Symptomatic depressions are formed in close dependence on the dynamics of somatic pathology: manifestations of affective disorders manifest with increasing severity and are reduced as the symptoms of somatic disease develop backward. The clinical picture of somatogens often takes the form of asthenic depression with hyperesthesia, symptoms of irritable weakness, increased exhaustion, weakness, tearfulness. Along with this, anhedonia and psychomotor retardation, weakness of concentration with absent-mindedness, forgetfulness, inability to concentrate, as well as pronounced vascular manifestations, complaints of noise and tinnitus, headaches, dizziness can be observed . In some cases, anxiety prevails with flashes of irritability (nagging, excessive demands, capriciousness), sometimes reaching a level of dysphoria. When the somatic state is weighted in the clinical picture of depression, adynamia, lethargy, indifference to the environment increase.

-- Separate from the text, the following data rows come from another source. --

use std::sync::OnceLock;
use std::time::Duration;

static CONFIG: OnceLock<ServerConfig> = OnceLock::new();

/// Server settings read from the environment at startup.
#[derive(Debug, Clone)]
pub struct ServerConfig {
    pub port: u16,
    /// Origin allowed by the CORS layer.
    pub frontend_origin: String,
    /// Global sliding-window rate limit.
    pub rate_limit_max: u32,
    pub rate_limit_window: Duration,
    /// Stricter window applied to /api/auth.
    pub auth_rate_limit_max: u32,
}

impl ServerConfig {
    fn from_env() -> Self {
        let _ = dotenvy::dotenv();

        let port = std::env::var("PORT")
            .ok()
            .and_then(|v| v.parse().ok())
            .unwrap_or(3000);

        let frontend_origin = std::env::var("FRONTEND_ORIGIN")
            .unwrap_or_else(|_| "http://localhost:8080".to_string());

        let rate_limit_max = std::env::var("RATE_LIMIT_MAX")
            .ok()
            .and_then(|v| v.parse().ok())
            .unwrap_or(100);

        let window_secs: u64 = std::env::var("RATE_LIMIT_WINDOW_SECS")
            .ok()
            .and_then(|v| v.parse().ok())
            .unwrap_or(15 * 60);

        let auth_rate_limit_max = std::env::var("AUTH_RATE_LIMIT_MAX")
            .ok()
            .and_then(|v| v.parse().ok())
            .unwrap_or(10);

        Self {
            port,
            frontend_origin,
            rate_limit_max,
            rate_limit_window: Duration::from_secs(window_secs),
            auth_rate_limit_max,
        }
    }
}

/// Load the server config from the environment. Safe to call multiple
/// times; only the first call reads the environment.
pub fn load() -> &'static ServerConfig {
    CONFIG.get_or_init(ServerConfig::from_env)
}
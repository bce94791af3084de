use axum::{
    extract::Request,
    http::StatusCode,
    middleware::Next,
    response::Response,
    Json,
};
use std::collections::HashMap;
use std::sync::{Arc, Mutex};
use std::time::{Duration, Instant};

/// Sliding window rate limit state shared across requests.
#[derive(Clone)]
pub struct RateLimitState {
    inner: Arc<Mutex<RateLimitInner>>,
}

struct RateLimitInner {
    /// Map from client key -> list of request timestamps.
    requests: HashMap<String, Vec<Instant>>,
    /// Maximum requests allowed within the window.
    max_requests: u32,
    /// Sliding window duration.
    window: Duration,
}

impl RateLimitState {
    /// Create rate limiter allowing `max_requests` per `window`.
    pub fn new(max_requests: u32, window: Duration) -> Self {
        Self {
            inner: Arc::new(Mutex::new(RateLimitInner {
                requests: HashMap::new(),
                max_requests,
                window,
            })),
        }
    }

    /// Check if a request from `key` is allowed. Returns true if allowed.
    fn check(&self, key: &str) -> bool {
        let mut inner = self.inner.lock().unwrap();
        let now = Instant::now();
        let cutoff = now - inner.window;
        let max = inner.max_requests;

        let timestamps = inner.requests.entry(key.to_string()).or_default();
        timestamps.retain(|t| *t > cutoff);

        if timestamps.len() as u32 >= max {
            return false;
        }

        timestamps.push(now);
        true
    }
}

/// Derive the client key: the forwarded client address when behind a
/// proxy, falling back to the bearer token holder, then to a shared
/// bucket.
fn client_key(request: &Request) -> String {
    if let Some(forwarded) = request
        .headers()
        .get("x-forwarded-for")
        .and_then(|v| v.to_str().ok())
    {
        if let Some(first) = forwarded.split(',').next() {
            let first = first.trim();
            if !first.is_empty() {
                return first.to_string();
            }
        }
    }

    request
        .headers()
        .get(axum::http::header::AUTHORIZATION)
        .and_then(|v| v.to_str().ok())
        .unwrap_or("anonymous")
        .to_string()
}

/// Axum middleware that enforces the sliding-window limit per client.
pub async fn rate_limit_middleware(
    axum::extract::State(state): axum::extract::State<RateLimitState>,
    request: Request,
    next: Next,
) -> Response {
    let key = client_key(&request);

    if !state.check(&key) {
        return (
            StatusCode::TOO_MANY_REQUESTS,
            Json(serde_json::json!({
                "error": "Too many requests, please try again later."
            })),
        )
            .into_response();
    }

    next.run(request).await
}

use axum::response::IntoResponse;

#[cfg(test)]
mod tests {
    use super::*;

    #[test]
    fn allows_up_to_the_limit_then_blocks() {
        let state = RateLimitState::new(3, Duration::from_secs(60));
        assert!(state.check("client-a"));
        assert!(state.check("client-a"));
        assert!(state.check("client-a"));
        assert!(!state.check("client-a"));
    }

    #[test]
    fn keys_are_independent() {
        let state = RateLimitState::new(1, Duration::from_secs(60));
        assert!(state.check("client-a"));
        assert!(!state.check("client-a"));
        assert!(state.check("client-b"));
    }

    #[test]
    fn window_expiry_frees_budget() {
        let state = RateLimitState::new(1, Duration::from_millis(10));
        assert!(state.check("client-a"));
        assert!(!state.check("client-a"));
        std::thread::sleep(Duration::from_millis(20));
        assert!(state.check("client-a"));
    }
}
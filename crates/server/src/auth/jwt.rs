use chrono::{Duration, Utc};
use jsonwebtoken::{decode, encode, DecodingKey, EncodingKey, Header, Validation};
use serde::{Deserialize, Serialize};

/// JWT claims stored in the session token.
#[derive(Debug, Clone, Serialize, Deserialize)]
pub struct Claims {
    /// User id.
    pub sub: i64,
    pub username: String,
    pub role: String,
    #[serde(default, skip_serializing_if = "Option::is_none")]
    pub full_name: Option<String>,
    pub exp: i64,
    pub iat: i64,
}

fn jwt_secret() -> String {
    std::env::var("JWT_SECRET").expect("JWT_SECRET must be set")
}

pub fn token_expiry_hours() -> i64 {
    std::env::var("JWT_TOKEN_EXPIRY_HOURS")
        .ok()
        .and_then(|v| v.parse().ok())
        .unwrap_or(24)
}

/// Issue a session token for the given user.
pub fn create_token(
    user_id: i64,
    username: &str,
    role: &str,
    full_name: Option<&str>,
) -> Result<String, jsonwebtoken::errors::Error> {
    let now = Utc::now();
    let claims = Claims {
        sub: user_id,
        username: username.to_string(),
        role: role.to_string(),
        full_name: full_name.map(|s| s.to_string()),
        iat: now.timestamp(),
        exp: (now + Duration::hours(token_expiry_hours())).timestamp(),
    };
    encode(
        &Header::default(),
        &claims,
        &EncodingKey::from_secret(jwt_secret().as_bytes()),
    )
}

/// Validate a session token and return its claims.
pub fn validate_token(token: &str) -> Result<Claims, jsonwebtoken::errors::Error> {
    let token_data = decode::<Claims>(
        token,
        &DecodingKey::from_secret(jwt_secret().as_bytes()),
        &Validation::default(),
    )?;
    Ok(token_data.claims)
}

#[cfg(test)]
mod tests {
    use super::*;

    fn setup_test_secret() {
        std::env::set_var("JWT_SECRET", "test-secret-key-for-jwt-unit-tests");
    }

    #[test]
    fn create_and_validate_token() {
        setup_test_secret();
        let token = create_token(42, "amira", "exec", Some("Amira Binti")).unwrap();
        let claims = validate_token(&token).unwrap();
        assert_eq!(claims.sub, 42);
        assert_eq!(claims.username, "amira");
        assert_eq!(claims.role, "exec");
        assert_eq!(claims.full_name.as_deref(), Some("Amira Binti"));
        assert!(claims.exp > claims.iat);
    }

    #[test]
    fn expired_token_rejected() {
        setup_test_secret();
        let now = Utc::now();
        let claims = Claims {
            sub: 1,
            username: "expired".to_string(),
            role: "officer".to_string(),
            full_name: None,
            iat: (now - Duration::hours(2)).timestamp(),
            exp: (now - Duration::hours(1)).timestamp(),
        };
        let token = encode(
            &Header::default(),
            &claims,
            &EncodingKey::from_secret(jwt_secret().as_bytes()),
        )
        .unwrap();

        let err = validate_token(&token).unwrap_err();
        assert!(matches!(
            err.kind(),
            jsonwebtoken::errors::ErrorKind::ExpiredSignature
        ));
    }

    #[test]
    fn invalid_token_rejected() {
        setup_test_secret();
        assert!(validate_token("not.a.valid.jwt").is_err());
        assert!(validate_token("").is_err());
    }

    #[test]
    fn full_name_is_optional() {
        setup_test_secret();
        let token = create_token(7, "ops", "superadmin", None).unwrap();
        let claims = validate_token(&token).unwrap();
        assert!(claims.full_name.is_none());
    }
}
impl ChainParams {
    /// Clamp every value to its valid range
    pub fn clamp(&mut self) {
        self.input_gain_db = self.input_gain_db.clamp(TRIM_RANGE_DB.0, TRIM_RANGE_DB.1);
        self.output_gain_db = self.output_gain_db.clamp(TRIM_RANGE_DB.0, TRIM_RANGE_DB.1);
        self.eq.clamp();
        self.compressor.clamp();
        self.deesser.clamp();
    }

    /// Parse a (possibly partial) JSON preset; missing fields take defaults
    pub fn from_json_str(json: &str) -> Result<Self> {
        let mut params: Self = serde_json::from_str(json)?;
        params.clamp();
        Ok(params)
    }

    /// Load a JSON preset from disk
    pub fn from_json_file(path: impl AsRef<Path>) -> Result<Self> {
        let contents = fs::read_to_string(path)?;
        Self::from_json_str(&contents)
    }

    pub fn to_json_pretty(&self) -> Result<String> {
        Ok(serde_json::to_string_pretty(self)?)
    }

    /// Write the preset to disk as pretty JSON
    pub fn save_json_file(&self, path: impl AsRef<Path>) -> Result<()> {
        fs::write(path, self.to_json_pretty()?)?;
        Ok(())
    }

    /// Raw host value of one parameter
    ///
    /// Switches read 1.0/0.0 and choices read their index.
    pub fn value(&self, id: ParamId) -> f32 {
        use ParamId::*;
        let switch = |on: bool| if on { 1.0 } else { 0.0 };
        match id {
            InputGain => self.input_gain_db,
            OutputGain => self.output_gain_db,
            EqHpfFreq => self.eq.hpf_freq,
            EqHpfSlope => self.eq.hpf_slope.index() as f32,
            EqLowShelfFreq => self.eq.low_shelf_freq,
            EqLowShelfGain => self.eq.low_shelf_gain_db,
            EqLowMidFreq => self.eq.low_mid_freq,
            EqLowMidGain => self.eq.low_mid_gain_db,
            EqLowMidQ => self.eq.low_mid_q,
            EqMidFreq => self.eq.mid_freq,
            EqMidGain => self.eq.mid_gain_db,
            EqMidQ => self.eq.mid_q,
            EqHighMidFreq => self.eq.high_mid_freq,
            EqHighMidGain => self.eq.high_mid_gain_db,
            EqHighMidQ => self.eq.high_mid_q,
            EqHighShelfFreq => self.eq.high_shelf_freq,
            EqHighShelfGain => self.eq.high_shelf_gain_db,
            EqBypass => switch(self.eq.bypass),
            CompThreshold => self.compressor.threshold_db,
            CompRatio => self.compressor.ratio,
            CompAttack => self.compressor.attack_ms,
            CompRelease => self.compressor.release_ms,
            CompMakeup => self.compressor.makeup_gain_db,
            CompKnee => self.compressor.knee_db,
            CompAutoRelease => switch(self.compressor.auto_release),
            CompBypass => switch(self.compressor.bypass),
            DeessFrequency => self.deesser.frequency,
            DeessThreshold => self.deesser.threshold_db,
            DeessRange => self.deesser.range_db,
            DeessMode => self.deesser.mode.index() as f32,
            DeessListen => switch(self.deesser.listen),
            DeessBypass => switch(self.deesser.bypass),
        }
    }

    /// Set one parameter from a raw host value
    ///
    /// Switches are on above 0.5; choices take the truncated index.
    /// Continuous values are stored as given and clamped by the stage setters.
    pub fn set_value(&mut self, id: ParamId, value: f32) {
        use ParamId::*;
        let on = value > 0.5;
        match id {
            InputGain => self.input_gain_db = value,
            OutputGain => self.output_gain_db = value,
            EqHpfFreq => self.eq.hpf_freq = value,
            EqHpfSlope => self.eq.hpf_slope = HpfSlope::from_index(value as i32),
            EqLowShelfFreq => self.eq.low_shelf_freq = value,
            EqLowShelfGain => self.eq.low_shelf_gain_db = value,
            EqLowMidFreq => self.eq.low_mid_freq = value,
            EqLowMidGain => self.eq.low_mid_gain_db = value,
            EqLowMidQ => self.eq.low_mid_q = value,
            EqMidFreq => self.eq.mid_freq = value,
            EqMidGain => self.eq.mid_gain_db = value,
            EqMidQ => self.eq.mid_q = value,
            EqHighMidFreq => self.eq.high_mid_freq = value,
            EqHighMidGain => self.eq.high_mid_gain_db = value,
            EqHighMidQ => self.eq.high_mid_q = value,
            EqHighShelfFreq => self.eq.high_shelf_freq = value,
            EqHighShelfGain => self.eq.high_shelf_gain_db = value,
            EqBypass => self.eq.bypass = on,
            CompThreshold => self.compressor.threshold_db = value,
            CompRatio => self.compressor.ratio = value,
            CompAttack => self.compressor.attack_ms = value,
            CompRelease => self.compressor.release_ms = value,
            CompMakeup => self.compressor.makeup_gain_db = value,
            CompKnee => self.compressor.knee_db = value,
            CompAutoRelease => self.compressor.auto_release = on,
            CompBypass => self.compressor.bypass = on,
            DeessFrequency => self.deesser.frequency = value,
            DeessThreshold => self.deesser.threshold_db = value,
            DeessRange => self.deesser.range_db = value,
            DeessMode => self.deesser.mode = DeEsserMode::from_index(value as i32),
            DeessListen => self.deesser.listen = on,
            DeessBypass => self.deesser.bypass = on,
        }
    }
}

In cancer, especially in pancreatic cancer, depression can be one of the earliest symptoms of underlying suffering. In the foreground in the picture of depression in these cases is anxiety, accompanied by a premonition of approaching death. In other cases, cancer pathology in the foreground astenodepressivnyh -ipohondricheskie and depressive states, as well as affective disorders with a predominance of anhedonia, apathy, loss of interest in surroundings, suicidal thoughts. However, most often depressions occur at remote stages of the development of malignant tumors, their severity, reaching the level of a major depressive episode, increases in proportion to the severity of the condition. According to J. Bukberg et al? obtained on the material of an oncological hospital, the frequency of depression in those with long-term cancer reaches 77%.
There are a number of factors that increase the risk of developing depression in cancer patients, which can be grouped into 3 categories related to the cancer itself, its therapy, and social factors. It should be noted that among them the greatest importance is attached to the psycho-traumatic effect of establishing the diagnosis of a cancer and the side effects of conservative treatment methods – radio and chemotherapy. A list of these adverse effects is provided below.